Tuesday, February 7, 2012

"Blue Monday"

Fats Domino - Blue Monday (1956)

What, you thought New Order invented having a case of the Blue Mondays?



It's about hating having to work long weeks and only getting short weekends off. How could you go wrong with a song like that? He even walks us through how we're going to feel Sunday morning after partying all night Saturday: it's bad, but it's worth it. This is a man that knew. Before making it big, he was working factory shifts all week to afford to travel and play clubs on the weekends. Fats Domino appealed to all audiences with this early crossover hit. This song was a number 1 hit on the early R&B charts and a top 5 on the pop chart.
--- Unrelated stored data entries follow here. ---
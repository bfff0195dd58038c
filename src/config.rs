//! # Configuration Management Module
//!
//! ## Purpose
//! Centralized configuration for the judgment search client, supporting TOML
//! files and environment variable overrides with validation and type-safe
//! access to all settings.
//!
//! ## Configuration Sources (in order of precedence)
//! 1. Environment variables (`JUDGMENT_SEARCH_*`)
//! 2. Configuration files (TOML)
//! 3. Default values
//!
//! ## Usage
//! ```rust,no_run
//! use judgment_search_client::config::Config;
//!
//! let config = Config::from_file("config.toml").unwrap();
//! println!("Search API at {}", config.api.base_url);
//! ```

use crate::errors::{Result, SearchError};
use serde::{Deserialize, Serialize};
use std::path::Path;

/// Main configuration structure containing all client settings
#[derive(Debug, Clone, Default, Serialize, Deserialize)]
#[serde(default)]
pub struct Config {
    /// Search API connection settings
    pub api: ApiConfig,
    /// Logging configuration
    pub logging: LoggingConfig,
}

/// Search API connection configuration
#[derive(Debug, Clone, Serialize, Deserialize)]
#[serde(default)]
pub struct ApiConfig {
    /// Base URL of the search service, without trailing slash
    pub base_url: String,
    /// Request timeout in seconds
    pub timeout_seconds: u64,
    /// User agent sent with every request
    pub user_agent: String,
}

impl Default for ApiConfig {
    fn default() -> Self {
        Self {
            base_url: "http://localhost:8000".to_string(),
            timeout_seconds: 30,
            user_agent: "judgment-search-client/0.1".to_string(),
        }
    }
}

/// Logging configuration
#[derive(Debug, Clone, Serialize, Deserialize)]
#[serde(default)]
pub struct LoggingConfig {
    /// Log level (trace, debug, info, warn, error)
    pub level: String,
    /// Enable structured JSON logging
    pub json_format: bool,
}

impl Default for LoggingConfig {
    fn default() -> Self {
        Self {
            level: "info".to_string(),
            json_format: false,
        }
    }
}

impl Config {
    /// Load configuration from the default location
    pub fn load() -> Result<Self> {
        Self::from_file("config.toml")
    }

    /// Load configuration from a specific file
    pub fn from_file<P: AsRef<Path>>(path: P) -> Result<Self> {
        let path = path.as_ref();

        if !path.exists() {
            tracing::warn!("Configuration file not found: {:?}, using defaults", path);
            let mut config = Self::default();
            config.apply_env_overrides()?;
            config.validate()?;
            return Ok(config);
        }

        let content = std::fs::read_to_string(path).map_err(|e| SearchError::Config {
            message: format!("Failed to read config file {:?}: {}", path, e),
        })?;

        let mut config: Config = toml::from_str(&content).map_err(|e| SearchError::Config {
            message: format!("Failed to parse config file {:?}: {}", path, e),
        })?;

        config.apply_env_overrides()?;
        config.validate()?;

        Ok(config)
    }

    /// Apply environment variable overrides
    fn apply_env_overrides(&mut self) -> Result<()> {
        if let Ok(base_url) = std::env::var("JUDGMENT_SEARCH_BASE_URL") {
            self.api.base_url = base_url;
        }
        if let Ok(timeout) = std::env::var("JUDGMENT_SEARCH_TIMEOUT_SECONDS") {
            self.api.timeout_seconds = timeout.parse().map_err(|_| SearchError::Config {
                message: "Invalid value in JUDGMENT_SEARCH_TIMEOUT_SECONDS".to_string(),
            })?;
        }
        if let Ok(level) = std::env::var("JUDGMENT_SEARCH_LOG_LEVEL") {
            self.logging.level = level;
        }
        Ok(())
    }

    /// Validate configuration values
    fn validate(&self) -> Result<()> {
        if self.api.base_url.is_empty() {
            return Err(SearchError::ValidationFailed {
                field: "api.base_url".to_string(),
                reason: "Base URL cannot be empty".to_string(),
            });
        }

        if reqwest::Url::parse(&self.api.base_url).is_err() {
            return Err(SearchError::ValidationFailed {
                field: "api.base_url".to_string(),
                reason: format!("Not a valid URL: {}", self.api.base_url),
            });
        }

        if self.api.timeout_seconds == 0 {
            return Err(SearchError::ValidationFailed {
                field: "api.timeout_seconds".to_string(),
                reason: "Timeout must be greater than zero".to_string(),
            });
        }

        Ok(())
    }
}

/// Initialize the global tracing subscriber from logging configuration.
///
/// `RUST_LOG` takes precedence over the configured level when set.
pub fn init_tracing(config: &LoggingConfig) {
    let filter = tracing_subscriber::EnvFilter::try_from_default_env()
        .unwrap_or_else(|_| tracing_subscriber::EnvFilter::new(config.level.clone()));

    if config.json_format {
        tracing_subscriber::fmt()
            .with_env_filter(filter)
            .json()
            .init();
    } else {
        tracing_subscriber::fmt().with_env_filter(filter).init();
    }
}

#[cfg(test)]
mod tests {
    use super::*;

    #[test]
    fn test_defaults_are_valid() {
        let config = Config::default();
        assert!(config.validate().is_ok());
        assert_eq!(config.api.timeout_seconds, 30);
    }

    #[test]
    fn test_rejects_invalid_base_url() {
        let mut config = Config::default();
        config.api.base_url = "not a url".to_string();
        assert!(matches!(
            config.validate(),
            Err(SearchError::ValidationFailed { .. })
        ));
    }

    #[test]
    fn test_rejects_zero_timeout() {
        let mut config = Config::default();
        config.api.timeout_seconds = 0;
        assert!(config.validate().is_err());
    }

    #[test]
    fn test_parses_partial_toml() {
        let config: Config = toml::from_str(
            r#"
            [api]
            base_url = "https://search.example.org"
            "#,
        )
        .unwrap();
        assert_eq!(config.api.base_url, "https://search.example.org");
        assert_eq!(config.api.timeout_seconds, 30);
        assert_eq!(config.logging.level, "info");
    }
}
That opening riff on the piano is the same kind of one Randy Newman uses, the same one you hear in your ear when young Tom Hanks shows up on your T.V. in an 80s movie, or when a TV show theme needs an opening. It just puts you in a nostalgic good time mood. The rock and roll beat is slow, but ever present in the song. Fats' rolling style of piano sitting on top of it keeps the song zipping along through the work week. When Saturday hits, the drums really pick it up in volume and let you know we're having a good time, they settle down for Sunday, but build up again to introduce the sax solo. The saxophone has been a workhorse all song long, acting as a kind of bass guitar/chord change introducer. He only gets eight bars, and what he does with them is not celebrating Saturday, he's playing the work week. Every time he gets up on the scale a little he ends up falling back down into the lower registers.